WORK TASK:
A complete answer lists every line of the entries below where the string "keys" appears.

MATERIAL SHOWN:

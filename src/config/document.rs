//! The persisted project configuration document.

use crate::error::ApiError;
use crate::types::{ResourceType, DEFAULT_LAYER_ROOT};
use serde::{Deserialize, Serialize};
use std::collections::BTreeMap;

pub const DEFAULT_CONFIG_VERSION: &str = "1.0.0";

fn default_layer_root() -> String {
    DEFAULT_LAYER_ROOT.to_string()
}

/// Project configuration: where each resource type lives, team roles, integrations.
#[derive(Debug, Clone, PartialEq, Serialize, Deserialize)]
#[serde(rename_all = "camelCase")]
pub struct LcAgentsConfig {
    /// Document format version
    pub version: String,

    /// Installation root, relative to the project root
    #[serde(default = "default_layer_root")]
    pub layer_root: String,

    /// Resource type -> directory relative to the project root
    pub paths: BTreeMap<String, String>,

    #[serde(default)]
    pub team_roles: BTreeMap<String, TeamRole>,

    #[serde(default)]
    pub github: GithubIntegration,

    /// Repository identifier (URL or owner/name)
    #[serde(default, skip_serializing_if = "Option::is_none")]
    pub repository: Option<String>,
}

/// Free-form team role metadata.
#[derive(Debug, Clone, Default, PartialEq, Serialize, Deserialize)]
pub struct TeamRole {
    #[serde(default, skip_serializing_if = "String::is_empty")]
    pub name: String,

    #[serde(default, skip_serializing_if = "String::is_empty")]
    pub description: String,

    #[serde(default, skip_serializing_if = "Vec::is_empty")]
    pub responsibilities: Vec<String>,

    /// Any other keys present in the document
    #[serde(flatten)]
    pub extra: BTreeMap<String, serde_yaml::Value>,
}

/// GitHub / Copilot integration switches.
#[derive(Debug, Clone, Default, PartialEq, Serialize, Deserialize)]
#[serde(rename_all = "camelCase")]
pub struct GithubIntegration {
    #[serde(default)]
    pub enabled: bool,

    #[serde(default)]
    pub copilot_features: bool,
}

impl Default for LcAgentsConfig {
    fn default() -> Self {
        let layer_root = default_layer_root();
        let paths = ResourceType::ALL
            .iter()
            .map(|ty| (ty.as_str().to_string(), ty.default_path(&layer_root)))
            .collect();
        Self {
            version: DEFAULT_CONFIG_VERSION.to_string(),
            layer_root,
            paths,
            team_roles: BTreeMap::new(),
            github: GithubIntegration::default(),
            repository: None,
        }
    }
}

impl LcAgentsConfig {
    /// Directory for a type name, falling back to `<layer_root>/<type>`.
    ///
    /// Accepts any type string; only the eight known types are iterated elsewhere.
    pub fn path_for(&self, type_name: &str) -> String {
        match self.paths.get(type_name) {
            Some(path) => path.clone(),
            None => format!("{}/{}", self.layer_root, type_name),
        }
    }

    /// Merge a partial update: top-level scalars replace, `paths` and
    /// `team_roles` merge per key, `github` merges per flag.
    pub fn apply(&mut self, patch: ConfigPatch) {
        if let Some(version) = patch.version {
            self.version = version;
        }
        if let Some(layer_root) = patch.layer_root {
            self.layer_root = layer_root;
        }
        if let Some(paths) = patch.paths {
            self.paths.extend(paths);
        }
        if let Some(roles) = patch.team_roles {
            self.team_roles.extend(roles);
        }
        if let Some(github) = patch.github {
            if let Some(enabled) = github.enabled {
                self.github.enabled = enabled;
            }
            if let Some(copilot) = github.copilot_features {
                self.github.copilot_features = copilot;
            }
        }
        if let Some(repository) = patch.repository {
            self.repository = Some(repository);
        }
    }
}

/// Partial configuration update; absent fields leave the document untouched.
#[derive(Debug, Clone, Default, PartialEq, Deserialize)]
#[serde(rename_all = "camelCase")]
pub struct ConfigPatch {
    pub version: Option<String>,
    pub layer_root: Option<String>,
    pub paths: Option<BTreeMap<String, String>>,
    pub team_roles: Option<BTreeMap<String, TeamRole>>,
    pub github: Option<GithubPatch>,
    pub repository: Option<String>,
}

#[derive(Debug, Clone, Default, PartialEq, Deserialize)]
#[serde(rename_all = "camelCase")]
pub struct GithubPatch {
    pub enabled: Option<bool>,
    pub copilot_features: Option<bool>,
}

/// Caller-supplied overrides for first-time initialization.
#[derive(Debug, Clone, Default)]
pub struct InitOptions {
    pub layer_root: Option<String>,
    pub paths: BTreeMap<String, String>,
    pub github_enabled: Option<bool>,
    pub copilot_features: Option<bool>,
    pub repository: Option<String>,
}

impl From<InitOptions> for ConfigPatch {
    fn from(options: InitOptions) -> Self {
        let github = if options.github_enabled.is_some() || options.copilot_features.is_some() {
            Some(GithubPatch {
                enabled: options.github_enabled,
                copilot_features: options.copilot_features,
            })
        } else {
            None
        };
        ConfigPatch {
            version: None,
            layer_root: options.layer_root,
            paths: if options.paths.is_empty() {
                None
            } else {
                Some(options.paths)
            },
            team_roles: None,
            github,
            repository: options.repository,
        }
    }
}

/// Structural validation of a configuration document.
pub fn validate_config(config: &LcAgentsConfig) -> Result<(), ApiError> {
    if config.version.trim().is_empty() {
        return Err(ApiError::ConfigError("version cannot be empty".to_string()));
    }

    if config.layer_root.trim().is_empty() {
        return Err(ApiError::ConfigError("layerRoot cannot be empty".to_string()));
    }

    for (type_name, path) in &config.paths {
        if path.trim().is_empty() {
            return Err(ApiError::ConfigError(format!(
                "paths.{} must be a non-empty string",
                type_name
            )));
        }
    }

    if config.team_roles.keys().any(|name| name.trim().is_empty()) {
        return Err(ApiError::ConfigError(
            "teamRoles cannot contain an empty role name".to_string(),
        ));
    }

    Ok(())
}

ANSWER BOX:
    /// Any other keys present in the document
    if config.team_roles.keys().any(|name| name.trim().is_empty()) {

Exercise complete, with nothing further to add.